Lyme disease is caused by a spiral-shaped bacteria carried by poppy-
seed-sized ticks and is rapidly spreading throughout the United
States. The numbers of cases reported to the Centers for Disease
Control and Prevention (CDC) increased 40% to 24,000 cases in 2002.
The CDC estimates that reported cases represent less than 10% of
true cases-about 240,000 Americans may have contracted new cases in
2002 nationwide.

Almost 300 healthcare professionals from around the country attended
the conference, which was held in Westchester County, New York, one
of the country's most endemic areas. Lyme disease is a world-wide
emerging infection representing 90% of all cases of vector-borne
diseases in the US. It is often complicated by co-infections that
make diagnosis and treatment more complex.

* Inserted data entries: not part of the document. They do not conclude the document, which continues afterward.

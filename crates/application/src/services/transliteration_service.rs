//! Romanised text to native script

use std::{fmt, sync::Arc};

use domain::Language;
use serde::Serialize;
use tracing::{debug, instrument};

use crate::{
    error::ApplicationError,
    ports::{TransliterationPort, TransliterationSource},
};

/// Result returned to clients of `/api/transliterate`
#[derive(Debug, Clone, PartialEq, Eq, Serialize)]
pub struct TransliterationResult {
    pub original: String,
    pub transliterated: String,
    /// Language code as requested
    pub language: String,
    pub source: TransliterationSource,
}

/// Service deciding whether text needs transliteration at all
pub struct TransliterationService {
    port: Arc<dyn TransliterationPort>,
}

impl fmt::Debug for TransliterationService {
    fn fmt(&self, f: &mut fmt::Formatter<'_>) -> fmt::Result {
        f.debug_struct("TransliterationService").finish_non_exhaustive()
    }
}

impl TransliterationService {
    pub fn new(port: Arc<dyn TransliterationPort>) -> Self {
        Self { port }
    }

    /// Transliterate `text` for a language code
    ///
    /// English, unknown codes and languages written in Latin script come
    /// back unchanged without calling the port.
    #[instrument(skip(self, text), fields(chars = text.len()))]
    pub async fn transliterate(
        &self,
        text: &str,
        language: &str,
    ) -> Result<TransliterationResult, ApplicationError> {
        let target = language
            .parse::<Language>()
            .ok()
            .filter(|lang| lang.needs_transliteration());

        let (transliterated, source) = match target {
            Some(lang) if !text.trim().is_empty() => {
                let out = self.port.transliterate(text, lang).await?;
                (out.text, out.source)
            },
            _ => (text.to_string(), TransliterationSource::Passthrough),
        };

        debug!(source = %source, "Transliteration finished");
        Ok(TransliterationResult {
            original: text.to_string(),
            transliterated,
            language: language.to_string(),
            source,
        })
    }
}
//! Application services
//!
//! One service per use case family. Services hold `Arc`-wrapped ports and
//! are shared read-only between requests.

mod audio_store;
mod auth_service;
mod generation_service;
mod health_service;
mod todo_service;
mod transcription_service;
mod transliteration_service;
mod upload;
mod voice_clone_service;

pub use audio_store::GeneratedAudioStore;
pub use auth_service::{AuthService, DEFAULT_REDIRECT_TO, SEALED_PREFIX};
pub use generation_service::{GenerationRequest, GenerationService};
pub use health_service::{DatabaseStatus, HealthService, ReadinessReport, TranscriptionStatus};
pub use todo_service::TodoService;
pub use transcription_service::TranscriptionService;
pub use transliteration_service::{TransliterationResult, TransliterationService};
pub use upload::{AudioUpload, ScopedUpload};
pub use voice_clone_service::VoiceCloneService;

Sherwood Casjens, PhD, university of Utah School of Medicine, and a
renowned genome team including Claire Fraser, PhD, President, The
Institute of Genomic Research (TIGR), presented new information that
Borrelia burgdorferi, the spiral-shaped bacteria that cause Lyme
disease, are able to freely exchange genetic material among
themselves, potentially making diagnosis and treatment difficult.
The team of researchers concluded that frequent recombination may
help the bacteria survive in ticks and in the animals they feed on,
including humans. The research was published in the Sept. 28 issue
of The Proceedings of the National Academy of Sciences.